I've been trying to wrap my head around why I feel so insulted and best I can come up with is that when I was in the 8th grade, I interviewed my dad about coming of age in the late '60s and '70s. We talked for hours about everything from protesting Vietnam, living the hippy life, hitchhiking, making love not war to Jimi Hendrix and the Beatles breaking up. This was for a school assignment. And yes, you guessed it­—the assignment was to interview someone in your life about a "historical" era they lived through. I'm sure my dad felt like I'm feeling now. My dad was even around my age! But I can't help but feel that was different. I mean, things like Watergate and Apollo 13 took place in the '60s/'70s. I was reading about it in my history textbooks at school! I highly doubt that history books today have been updated to talk about the origins of the Britney vs Xtina feud and the rules of Fight Club.

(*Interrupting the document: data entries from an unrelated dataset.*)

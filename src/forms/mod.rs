use crate::state::AppState;
use axum::Router;

pub mod dto;
pub mod handlers;
pub mod services;

pub fn router() -> Router<AppState> {
    handlers::form_routes()
}
use serde::{Deserialize, Serialize};
use uuid::Uuid;

use crate::auth::repo_types::Role;

/// Request body for login.
#[derive(Debug, Deserialize)]
pub struct LoginRequest {
    #[serde(default)]
    pub email: String,
    #[serde(default)]
    pub password: String,
}

/// Response returned after a successful login.
#[derive(Debug, Serialize)]
#[serde(rename_all = "camelCase")]
pub struct LoginResponse {
    pub token: String,
    pub user_id: Uuid,
    pub email: String,
    pub role: Role,
    pub expires_in: i64, // seconds
}
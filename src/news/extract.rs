use axum::{
    async_trait,
    extract::{FromRequest, Multipart, Request},
    http::header::CONTENT_TYPE,
    Json,
};

use crate::{
    error::AppError,
    images::services::ImageUpload,
    news::{dto::PostPayload, tags::TagsInput},
};

/// A create/update body, sent either as JSON or as multipart form data with
/// an optional `image` file part.
#[derive(Debug, Default)]
pub struct PostSubmission {
    pub payload: PostPayload,
    pub upload: Option<ImageUpload>,
}

#[async_trait]
impl<S> FromRequest<S> for PostSubmission
where
    S: Send + Sync,
{
    type Rejection = AppError;

    async fn from_request(req: Request, state: &S) -> Result<Self, Self::Rejection> {
        let is_multipart = req
            .headers()
            .get(CONTENT_TYPE)
            .and_then(|v| v.to_str().ok())
            .is_some_and(|ct| {
                ct.trim_start()
                    .to_ascii_lowercase()
                    .starts_with("multipart/form-data")
            });

        if is_multipart {
            let multipart = Multipart::from_request(req, state)
                .await
                .map_err(|rejection| AppError::validation(rejection.body_text()))?;
            read_multipart(multipart).await
        } else {
            let Json(payload) = Json::<PostPayload>::from_request(req, state).await?;
            Ok(PostSubmission {
                payload,
                upload: None,
            })
        }
    }
}

async fn read_multipart(mut mp: Multipart) -> Result<PostSubmission, AppError> {
    let mut out = PostSubmission::default();

    while let Some(field) = mp.next_field().await? {
        let Some(name) = field.name().map(str::to_string) else {
            continue;
        };

        if name == "image" && field.file_name().is_some() {
            let file_name = field.file_name().map(str::to_string);
            let content_type = field
                .content_type()
                .unwrap_or("application/octet-stream")
                .to_string();
            let body = field.bytes().await?;
            // Browsers send an empty part when no file was picked.
            if !body.is_empty() {
                out.upload = Some(ImageUpload {
                    body,
                    content_type,
                    file_name,
                });
            }
            continue;
        }

        let text = field.text().await?;
        let p = &mut out.payload;
        match name.as_str() {
            "title" => p.title = Some(text),
            "slug" => p.slug = Some(text),
            "content" => p.content = Some(text),
            "excerpt" => p.excerpt = Some(text),
            "date" => p.date = Some(text),
            "readTime" => p.read_time = Some(text),
            "category" => p.category = Some(text),
            "tags" => p.tags = Some(TagsInput::Text(text)),
            "image" => p.image = Some(text),
            _ => {}
        }
    }

    Ok(out)
}
use serde::{Deserialize, Serialize};
use uuid::Uuid;

use crate::auth::repo_types::{Role, User};

/// JWT payload carried by session tokens.
#[derive(Debug, Clone, Serialize, Deserialize)]
pub struct Claims {
    pub sub: Uuid,     // user ID
    pub email: String, // lowercased login email
    pub role: Role,
    pub iat: i64, // issued at (unix timestamp)
    pub exp: i64, // expires at (unix timestamp)
    pub iss: String,
    pub aud: String,
}

/// Who a request is acting as, resolved either from credentials at login or
/// from a verified token afterwards.
#[derive(Debug, Clone, PartialEq, Eq)]
pub struct Identity {
    pub user_id: Uuid,
    pub email: String,
    pub role: Role,
}

impl Identity {
    pub fn is_admin(&self) -> bool {
        self.role == Role::Admin
    }
}

impl From<&User> for Identity {
    fn from(user: &User) -> Self {
        Self {
            user_id: user.id,
            email: user.email.clone(),
            role: user.role,
        }
    }
}

impl From<Claims> for Identity {
    fn from(claims: Claims) -> Self {
        Self {
            user_id: claims.sub,
            email: claims.email,
            role: claims.role,
        }
    }
}
use std::{net::SocketAddr, time::Duration};

use anyhow::Context;
use axum::{
    extract::State,
    http::{header, request::Parts, HeaderValue, Method},
    middleware,
    response::{IntoResponse, Response},
    routing::get,
    Json, Router,
};
use serde_json::json;
use tower_http::{
    cors::{AllowOrigin, Any, CorsLayer},
    services::ServeDir,
    trace::TraceLayer,
};

use crate::{auth, config::StorageConfig, error::UpstreamDetail, forms, news, state::AppState};

pub fn build_app(state: AppState) -> Router {
    let api = Router::new()
        .merge(auth::router())
        .merge(news::router())
        .merge(forms::router())
        .route("/health", get(health));

    let mut app = Router::new().nest("/api", api);
    if let StorageConfig::Local { dir, url_base } = &state.config.storage {
        if url_base.starts_with('/') && url_base.len() > 1 {
            app = app.nest_service(url_base, ServeDir::new(dir));
        }
    }

    let cors = cors_layer(&state.config.cors_allowed_origins);
    app.with_state(state.clone())
        .layer(middleware::map_response_with_state(
            state,
            expose_upstream_detail,
        ))
        .layer(cors)
        .layer(
            TraceLayer::new_for_http()
                .make_span_with(|req: &axum::http::Request<_>| {
                    let method = req.method().clone();
                    let uri = req.uri().clone();
                    tracing::info_span!(
                        "http_request",
                        %method,
                        uri = %uri,
                        status = tracing::field::Empty
                    )
                })
                .on_response(
                    |res: &axum::http::Response<_>, latency: Duration, span: &tracing::Span| {
                        let status = res.status();
                        span.record("status", tracing::field::display(status));
                        let latency_ms = latency.as_millis() as u64;
                        if status.is_server_error() {
                            tracing::error!(%status, latency_ms, "response");
                        } else {
                            tracing::info!(%status, latency_ms, "response");
                        }
                    },
                ),
        )
}

async fn health() -> Json<serde_json::Value> {
    Json(json!({ "status": "ok" }))
}

/// In development, puts the upstream error chain back into 500 bodies.
async fn expose_upstream_detail(State(state): State<AppState>, mut response: Response) -> Response {
    let Some(UpstreamDetail(detail)) = response.extensions_mut().remove::<UpstreamDetail>() else {
        return response;
    };
    if !state.config.expose_error_details {
        return response;
    }
    let body = json!({
        "error": "Internal Server Error",
        "code": "INTERNAL_ERROR",
        "detail": detail,
    });
    (response.status(), Json(body)).into_response()
}

/// Exact origins, or `*.example.org` for any subdomain. An empty list allows all.
pub fn origin_allowed(allowed: &[String], origin: &str) -> bool {
    let origin = origin.trim_end_matches('/');
    allowed.iter().any(|entry| match entry.strip_prefix("*.") {
        Some(domain) => origin
            .split_once("://")
            .map(|(_, host)| host.ends_with(&format!(".{domain}")))
            .unwrap_or(false),
        None => entry.eq_ignore_ascii_case(origin),
    })
}

fn cors_layer(allowed: &[String]) -> CorsLayer {
    let layer = CorsLayer::new()
        .allow_methods([
            Method::GET,
            Method::POST,
            Method::PUT,
            Method::DELETE,
            Method::OPTIONS,
        ])
        .allow_headers([header::AUTHORIZATION, header::CONTENT_TYPE])
        .max_age(Duration::from_secs(600));

    if allowed.is_empty() {
        return layer.allow_origin(Any);
    }
    let allowed = allowed.to_vec();
    layer.allow_origin(AllowOrigin::predicate(
        move |origin: &HeaderValue, _req: &Parts| {
            origin
                .to_str()
                .map(|o| origin_allowed(&allowed, o))
                .unwrap_or(false)
        },
    ))
}

pub async fn serve(app: Router, host: &str, port: u16) -> anyhow::Result<()> {
    let addr: SocketAddr = format!("{host}:{port}")
        .parse()
        .with_context(|| format!("invalid bind address {host}:{port}"))?;

    tracing::info!("listening on {}", addr);
    let listener = tokio::net::TcpListener::bind(addr)
        .await
        .with_context(|| format!("bind {addr}"))?;
    axum::serve(listener, app)
        .with_graceful_shutdown(shutdown_signal())
        .await?;
    Ok(())
}

async fn shutdown_signal() {
    let ctrl_c = async {
        if let Err(e) = tokio::signal::ctrl_c().await {
            tracing::error!(error = %e, "failed to listen for ctrl-c");
        }
    };

    #[cfg(unix)]
    let terminate = async {
        match tokio::signal::unix::signal(tokio::signal::unix::SignalKind::terminate()) {
            Ok(mut sig) => {
                sig.recv().await;
            }
            Err(e) => {
                tracing::error!(error = %e, "failed to listen for SIGTERM");
                std::future::pending::<()>().await;
            }
        }
    };

    #[cfg(not(unix))]
    let terminate = std::future::pending::<()>();

    tokio::select! {
        _ = ctrl_c => {},
        _ = terminate => {},
    }
    tracing::info!("shutdown signal received");
}
use crate::state::AppState;
use axum::Router;

pub mod claims;
mod dto;
pub(crate) mod extractors;
pub mod handlers;
pub mod jwt;
pub mod password;
pub mod repo;
pub mod repo_types;
pub mod services;

pub fn router() -> Router<AppState> {
    handlers::auth_routes()
}
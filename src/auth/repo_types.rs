use std::{fmt, str::FromStr};

use serde::{Deserialize, Serialize};
use sqlx::FromRow;
use time::OffsetDateTime;
use uuid::Uuid;

#[derive(Debug, Clone, Copy, Serialize, Deserialize, PartialEq, Eq)]
#[serde(rename_all = "lowercase")]
pub enum Role {
    User,
    Admin,
}

impl Role {
    pub fn as_str(&self) -> &'static str {
        match self {
            Role::User => "user",
            Role::Admin => "admin",
        }
    }
}

impl fmt::Display for Role {
    fn fmt(&self, f: &mut fmt::Formatter<'_>) -> fmt::Result {
        f.write_str(self.as_str())
    }
}

impl FromStr for Role {
    type Err = anyhow::Error;

    fn from_str(s: &str) -> Result<Self, Self::Err> {
        match s {
            "user" => Ok(Role::User),
            "admin" => Ok(Role::Admin),
            other => anyhow::bail!("unknown role {other:?}"),
        }
    }
}

/// User record in the database.
#[derive(Debug, Clone, Serialize)]
#[serde(rename_all = "camelCase")]
pub struct User {
    pub id: Uuid,
    pub username: String,
    pub email: String, // always stored lowercased
    #[serde(skip_serializing)]
    pub password_hash: String, // Argon2 PHC string, not exposed in JSON
    pub role: Role,
    #[serde(with = "time::serde::rfc3339")]
    pub created_at: OffsetDateTime,
    #[serde(with = "time::serde::rfc3339")]
    pub updated_at: OffsetDateTime,
}

#[derive(Debug, FromRow)]
pub(crate) struct UserRow {
    pub id: Uuid,
    pub username: String,
    pub email: String,
    pub password_hash: String,
    pub role: String,
    pub created_at: OffsetDateTime,
    pub updated_at: OffsetDateTime,
}

impl TryFrom<UserRow> for User {
    type Error = anyhow::Error;

    fn try_from(row: UserRow) -> Result<Self, Self::Error> {
        Ok(Self {
            id: row.id,
            username: row.username,
            email: row.email,
            password_hash: row.password_hash,
            role: row.role.parse()?,
            created_at: row.created_at,
            updated_at: row.updated_at,
        })
    }
}

#[derive(Debug, Clone)]
pub struct NewUser {
    pub username: String,
    pub email: String,
    pub password_hash: String,
    pub role: Role,
}
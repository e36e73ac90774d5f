use axum::{
    extract::{DefaultBodyLimit, Path, Query, State},
    http::StatusCode,
    routing::get,
    Json, Router,
};
use tracing::instrument;

use crate::{
    auth::extractors::AdminUser,
    error::AppError,
    news::{
        dto::{DeletedResponse, ListQuery},
        extract::PostSubmission,
        repo_types::Post,
        services,
    },
    state::AppState,
};

const MAX_BODY_BYTES: usize = 10 * 1024 * 1024;

/// `GET /news/:key` takes a slug; `PUT` and `DELETE` take an id.
pub fn news_routes() -> Router<AppState> {
    Router::new()
        .route("/news", get(list_posts).post(create_post))
        .route(
            "/news/:key",
            get(get_post).put(update_post).delete(delete_post),
        )
        .layer(DefaultBodyLimit::max(MAX_BODY_BYTES))
}

#[instrument(skip(state))]
pub async fn list_posts(
    State(state): State<AppState>,
    Query(query): Query<ListQuery>,
) -> Result<Json<Vec<Post>>, AppError> {
    Ok(Json(services::list(&state, query).await?))
}

#[instrument(skip(state))]
pub async fn get_post(
    State(state): State<AppState>,
    Path(slug): Path<String>,
) -> Result<Json<Post>, AppError> {
    Ok(Json(services::get_by_slug(&state, &slug).await?))
}

#[instrument(skip(state, body))]
pub async fn create_post(
    State(state): State<AppState>,
    AdminUser(identity): AdminUser,
    body: PostSubmission,
) -> Result<(StatusCode, Json<Post>), AppError> {
    let post = services::create(&state, body, &identity).await?;
    Ok((StatusCode::CREATED, Json(post)))
}

#[instrument(skip(state, body))]
pub async fn update_post(
    State(state): State<AppState>,
    AdminUser(identity): AdminUser,
    Path(id): Path<String>,
    body: PostSubmission,
) -> Result<Json<Post>, AppError> {
    Ok(Json(services::update(&state, &id, body, &identity).await?))
}

#[instrument(skip(state))]
pub async fn delete_post(
    State(state): State<AppState>,
    AdminUser(identity): AdminUser,
    Path(id): Path<String>,
) -> Result<Json<DeletedResponse>, AppError> {
    services::delete(&state, &id, &identity).await?;
    Ok(Json(DeletedResponse {
        message: "Post deleted",
    }))
}
use std::sync::Arc;

use sqlx::PgPool;

use crate::{
    auth::{
        jwt::JwtKeys,
        repo::{PgUserStore, UserStore},
    },
    config::AppConfig,
    images::services::ImageUrlPolicy,
    mail::{build_mailer, Mailer},
    news::repo::{PgPostStore, PostStore},
    storage::{self, StorageClient},
};

/// Everything handlers share. Built once at startup; cheap to clone.
#[derive(Clone)]
pub struct AppState {
    pub config: Arc<AppConfig>,
    pub users: Arc<dyn UserStore>,
    pub posts: Arc<dyn PostStore>,
    pub storage: Arc<dyn StorageClient>,
    pub mailer: Arc<dyn Mailer>,
    pub keys: JwtKeys,
    pub image_policy: Arc<ImageUrlPolicy>,
}

impl AppState {
    pub async fn init(config: AppConfig, db: PgPool) -> anyhow::Result<Self> {
        let storage = storage::connect(&config.storage).await?;
        let mailer = build_mailer(&config.email)?;

        Self::from_parts(
            Arc::new(config),
            Arc::new(PgUserStore::new(db.clone())),
            Arc::new(PgPostStore::new(db)),
            storage,
            mailer,
        )
    }

    pub fn from_parts(
        config: Arc<AppConfig>,
        users: Arc<dyn UserStore>,
        posts: Arc<dyn PostStore>,
        storage: Arc<dyn StorageClient>,
        mailer: Arc<dyn Mailer>,
    ) -> anyhow::Result<Self> {
        let keys = JwtKeys::new(&config.jwt);
        let image_policy = Arc::new(ImageUrlPolicy::new(
            &config.image_url_pattern,
            config.uploads_url_base(),
        )?);

        Ok(Self {
            config,
            users,
            posts,
            storage,
            mailer,
            keys,
            image_policy,
        })
    }
}
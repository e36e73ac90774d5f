use lazy_static::lazy_static;
use regex::Regex;
use tracing::{info, warn};

use crate::{
    auth::{
        claims::Identity,
        dto::LoginResponse,
        jwt::JwtKeys,
        password::{burn_hash, hash_password, verify_password},
        repo::UserStore,
        repo_types::{NewUser, Role},
    },
    error::AppError,
};

pub(crate) fn is_valid_email(email: &str) -> bool {
    lazy_static! {
        static ref EMAIL_RE: Regex = Regex::new(r"^[^@\s]+@[^@\s]+\.[^@\s]+$").unwrap();
    }
    EMAIL_RE.is_match(email)
}

#[derive(Debug, thiserror::Error)]
pub enum AuthError {
    #[error("invalid credentials")]
    InvalidCredentials,
    #[error(transparent)]
    Store(#[from] anyhow::Error),
}

impl From<AuthError> for AppError {
    fn from(err: AuthError) -> Self {
        match err {
            AuthError::InvalidCredentials => AppError::InvalidCredentials,
            AuthError::Store(e) => AppError::Upstream(e),
        }
    }
}

/// Resolves credentials to an identity. Unknown email and wrong password are
/// indistinguishable to the caller.
pub async fn authenticate(
    users: &dyn UserStore,
    email: &str,
    password: &str,
) -> Result<Identity, AuthError> {
    let email = email.trim().to_lowercase();
    if email.is_empty() || password.is_empty() {
        return Err(AuthError::InvalidCredentials);
    }

    let Some(user) = users.find_by_email(&email).await? else {
        burn_hash(password);
        warn!(email = %email, "login unknown email");
        return Err(AuthError::InvalidCredentials);
    };

    if !verify_password(password, &user.password_hash)? {
        warn!(email = %email, user_id = %user.id, "login invalid password");
        return Err(AuthError::InvalidCredentials);
    }

    Ok(Identity::from(&user))
}

/// `authenticate` followed by token issuance.
pub async fn login(
    users: &dyn UserStore,
    keys: &JwtKeys,
    email: &str,
    password: &str,
) -> Result<LoginResponse, AppError> {
    let identity = authenticate(users, email, password).await?;
    let issued = keys.issue(&identity)?;

    info!(
        user_id = %identity.user_id,
        role = %identity.role,
        expires_at = %issued.expires_at,
        "user logged in"
    );
    Ok(LoginResponse {
        token: issued.token,
        user_id: identity.user_id,
        email: identity.email,
        role: identity.role,
        expires_in: keys.ttl_seconds(),
    })
}

#[derive(Debug, Clone)]
pub struct AdminSeed {
    pub username: String,
    pub email: String,
    pub password: String,
}

#[derive(Debug, PartialEq, Eq)]
pub enum SeedOutcome {
    Created,
    AlreadyExists,
}

/// One-time creation of the admin account. Existing accounts are left untouched.
pub async fn seed_admin(users: &dyn UserStore, seed: AdminSeed) -> anyhow::Result<SeedOutcome> {
    let email = seed.email.trim().to_lowercase();
    let username = seed.username.trim().to_string();

    anyhow::ensure!(!username.is_empty(), "admin username must not be empty");
    anyhow::ensure!(is_valid_email(&email), "admin email {email:?} is not valid");
    anyhow::ensure!(
        seed.password.len() >= 8,
        "admin password must be at least 8 characters"
    );

    if users.find_by_email(&email).await?.is_some()
        || users.find_by_username(&username).await?.is_some()
    {
        warn!(email = %email, username = %username, "admin already exists; nothing to do");
        return Ok(SeedOutcome::AlreadyExists);
    }

    let user = users
        .create(NewUser {
            username,
            email,
            password_hash: hash_password(&seed.password)?,
            role: Role::Admin,
        })
        .await?;
    info!(user_id = %user.id, email = %user.email, "admin user created");
    Ok(SeedOutcome::Created)
}
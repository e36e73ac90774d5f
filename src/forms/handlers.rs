use axum::{
    extract::{rejection::JsonRejection, State},
    routing::post,
    Json, Router,
};
use tracing::instrument;

use crate::{
    error::AppError,
    forms::{
        dto::{FormAccepted, FormSubmission},
        services::{self, FormKind},
    },
    state::AppState,
};

pub fn form_routes() -> Router<AppState> {
    Router::new()
        .route("/volunteer-application", post(volunteer_application))
        .route("/partnership-volunteer", post(partnership_volunteer))
        .route("/send-email", post(contact))
}

async fn relay(
    state: &AppState,
    kind: FormKind,
    body: Result<Json<FormSubmission>, JsonRejection>,
) -> Result<Json<FormAccepted>, AppError> {
    let Json(form) = body?;
    let accepted =
        services::submit(state.mailer.as_ref(), &state.config.email, kind, form).await?;
    Ok(Json(accepted))
}

#[instrument(skip_all)]
pub async fn volunteer_application(
    State(state): State<AppState>,
    body: Result<Json<FormSubmission>, JsonRejection>,
) -> Result<Json<FormAccepted>, AppError> {
    relay(&state, FormKind::Volunteer, body).await
}

#[instrument(skip_all)]
pub async fn partnership_volunteer(
    State(state): State<AppState>,
    body: Result<Json<FormSubmission>, JsonRejection>,
) -> Result<Json<FormAccepted>, AppError> {
    relay(&state, FormKind::Partnership, body).await
}

#[instrument(skip_all)]
pub async fn contact(
    State(state): State<AppState>,
    body: Result<Json<FormSubmission>, JsonRejection>,
) -> Result<Json<FormAccepted>, AppError> {
    relay(&state, FormKind::Contact, body).await
}
use anyhow::{bail, Context};
use serde::Deserialize;

const DEFAULT_IMAGE_URL_PATTERN: &str = r"^https://res\.cloudinary\.com/[^/]+/image/upload/.+";
const DEFAULT_EMAIL_API_URL: &str = "https://api.brevo.com/v3/smtp/email";

#[derive(Debug, Clone, Deserialize)]
pub struct JwtConfig {
    pub secret: String,
    pub issuer: String,
    pub audience: String,
    pub ttl_seconds: i64,
}

#[derive(Debug, Clone, Deserialize)]
pub enum StorageConfig {
    Local {
        dir: String,
        url_base: String,
    },
    S3 {
        endpoint: String,
        bucket: String,
        region: String,
        access_key: String,
        secret_key: String,
        public_url_base: String,
    },
}

#[derive(Debug, Clone, Deserialize)]
pub struct EmailConfig {
    pub api_url: String,
    /// `None` leaves the relay running with a mailer that rejects every send.
    pub api_key: Option<String>,
    pub from_address: String,
    pub from_name: String,
    pub operator_address: String,
}

#[derive(Debug, Clone, Deserialize)]
pub struct AppConfig {
    pub host: String,
    pub port: u16,
    pub database_url: String,
    pub jwt: JwtConfig,
    pub storage: StorageConfig,
    pub email: EmailConfig,
    pub cors_allowed_origins: Vec<String>,
    pub image_url_pattern: String,
    /// Upstream error details are only echoed to clients in development.
    pub expose_error_details: bool,
}

impl AppConfig {
    pub fn from_env() -> anyhow::Result<Self> {
        Self::from_lookup(|key| std::env::var(key).ok())
    }

    pub fn from_lookup<F>(lookup: F) -> anyhow::Result<Self>
    where
        F: Fn(&str) -> Option<String>,
    {
        let get = |key: &str| lookup(key).filter(|v| !v.trim().is_empty());
        let require = |key: &str| get(key).with_context(|| format!("{key} must be set"));

        let database_url = require("DATABASE_URL")?;
        let port = match get("APP_PORT") {
            Some(v) => v
                .parse::<u16>()
                .with_context(|| format!("APP_PORT must be a port number, got {v:?}"))?,
            None => 8080,
        };

        // Refuse to boot rather than sign tokens with an empty key.
        let jwt = JwtConfig {
            secret: require("JWT_SECRET")?,
            issuer: get("JWT_ISSUER").unwrap_or_else(|| "amani-center".into()),
            audience: get("JWT_AUDIENCE").unwrap_or_else(|| "amani-center-admin".into()),
            ttl_seconds: match get("JWT_TTL_SECONDS") {
                Some(v) => v
                    .parse::<i64>()
                    .ok()
                    .filter(|ttl| *ttl > 0)
                    .with_context(|| {
                        format!("JWT_TTL_SECONDS must be a positive integer, got {v:?}")
                    })?,
                None => 3600,
            },
        };

        let storage = match get("STORAGE_BACKEND").as_deref().unwrap_or("local") {
            "local" => StorageConfig::Local {
                dir: get("UPLOADS_DIR").unwrap_or_else(|| "uploads".into()),
                url_base: get("UPLOADS_URL_BASE")
                    .unwrap_or_else(|| "/uploads".into())
                    .trim_end_matches('/')
                    .to_string(),
            },
            "s3" => {
                let endpoint = require("S3_ENDPOINT")?;
                let bucket = require("S3_BUCKET")?;
                let public_url_base = get("S3_PUBLIC_URL_BASE")
                    .unwrap_or_else(|| format!("{}/{}", endpoint.trim_end_matches('/'), bucket))
                    .trim_end_matches('/')
                    .to_string();
                StorageConfig::S3 {
                    endpoint,
                    bucket,
                    region: get("S3_REGION").unwrap_or_else(|| "us-east-1".into()),
                    access_key: require("S3_ACCESS_KEY")?,
                    secret_key: require("S3_SECRET_KEY")?,
                    public_url_base,
                }
            }
            other => bail!("STORAGE_BACKEND must be `local` or `s3`, got {other:?}"),
        };

        let from_address =
            get("EMAIL_FROM").unwrap_or_else(|| "no-reply@amanicentercbo.org".into());
        let email = EmailConfig {
            api_url: get("EMAIL_API_URL").unwrap_or_else(|| DEFAULT_EMAIL_API_URL.into()),
            api_key: get("EMAIL_API_KEY"),
            from_name: get("EMAIL_FROM_NAME").unwrap_or_else(|| "Amani Center".into()),
            operator_address: get("EMAIL_TO").unwrap_or_else(|| from_address.clone()),
            from_address,
        };

        let cors_allowed_origins = get("CORS_ALLOWED_ORIGINS")
            .map(|v| {
                v.split(',')
                    .map(|o| o.trim().trim_end_matches('/').to_string())
                    .filter(|o| !o.is_empty())
                    .collect()
            })
            .unwrap_or_default();

        let image_url_pattern =
            get("IMAGE_URL_PATTERN").unwrap_or_else(|| DEFAULT_IMAGE_URL_PATTERN.into());
        regex::Regex::new(&image_url_pattern).context("IMAGE_URL_PATTERN is not a valid regex")?;

        Ok(Self {
            host: get("APP_HOST").unwrap_or_else(|| "0.0.0.0".into()),
            port,
            database_url,
            jwt,
            storage,
            email,
            cors_allowed_origins,
            image_url_pattern,
            expose_error_details: get("APP_ENV").as_deref() == Some("development"),
        })
    }

    pub fn uploads_url_base(&self) -> &str {
        match &self.storage {
            StorageConfig::Local { url_base, .. } => url_base,
            StorageConfig::S3 { public_url_base, .. } => public_url_base,
        }
    }
}

#[cfg(test)]
mod tests {
    use super::*;
    use std::collections::HashMap;

    fn load(vars: &[(&str, &str)]) -> anyhow::Result<AppConfig> {
        let map: HashMap<String, String> = vars
            .iter()
            .map(|(k, v)| (k.to_string(), v.to_string()))
            .collect();
        AppConfig::from_lookup(|k| map.get(k).cloned())
    }

    const BASE: &[(&str, &str)] = &[
        ("DATABASE_URL", "postgres://localhost/amani"),
        ("JWT_SECRET", "s3cr3t"),
    ];

    #[test]
    fn missing_jwt_secret_is_fatal() {
        let err = load(&[("DATABASE_URL", "postgres://localhost/amani")]).unwrap_err();
        assert!(err.to_string().contains("JWT_SECRET"));
    }

    #[test]
    fn blank_jwt_secret_is_fatal() {
        let err = load(&[
            ("DATABASE_URL", "postgres://localhost/amani"),
            ("JWT_SECRET", "   "),
        ])
        .unwrap_err();
        assert!(err.to_string().contains("JWT_SECRET"));
    }

    #[test]
    fn defaults_apply() {
        let cfg = load(BASE).expect("config");
        assert_eq!(cfg.jwt.ttl_seconds, 3600);
        assert_eq!((cfg.host.as_str(), cfg.port), ("0.0.0.0", 8080));
        assert_eq!(cfg.uploads_url_base(), "/uploads");
        assert!(cfg.email.api_key.is_none());
        assert_eq!(cfg.email.operator_address, cfg.email.from_address);
        assert!(cfg.cors_allowed_origins.is_empty());
        assert!(!cfg.expose_error_details);
    }

    #[test]
    fn rejects_non_positive_ttl() {
        let mut vars = BASE.to_vec();
        vars.push(("JWT_TTL_SECONDS", "0"));
        assert!(load(&vars).is_err());
    }

    #[test]
    fn s3_backend_requires_credentials() {
        let mut vars = BASE.to_vec();
        vars.push(("STORAGE_BACKEND", "s3"));
        vars.push(("S3_ENDPOINT", "http://minio:9000"));
        vars.push(("S3_BUCKET", "news"));
        assert!(load(&vars).is_err());

        vars.push(("S3_ACCESS_KEY", "key"));
        vars.push(("S3_SECRET_KEY", "secret"));
        let cfg = load(&vars).expect("config");
        assert_eq!(cfg.uploads_url_base(), "http://minio:9000/news");
    }

    #[test]
    fn parses_cors_origins() {
        let mut vars = BASE.to_vec();
        vars.push((
            "CORS_ALLOWED_ORIGINS",
            "https://amanicentercbo.org/, *.vercel.app ,,",
        ));
        let cfg = load(&vars).expect("config");
        assert_eq!(
            cfg.cors_allowed_origins,
            vec!["https://amanicentercbo.org".to_string(), "*.vercel.app".to_string()]
        );
    }
}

In my mind, I'm still that 21-year-old girl living my best life in 1999—graduating from college, moving to New York City and starting my first job at the teen magazine CosmoGIRL! I'm just a married, maternal, more mature version of that girl. Maybe I'd feel better if the word "historical" could be slightly tweaked . . . perhaps Nicki and Isabel, the "nostalgical" dolls from 1999 instead?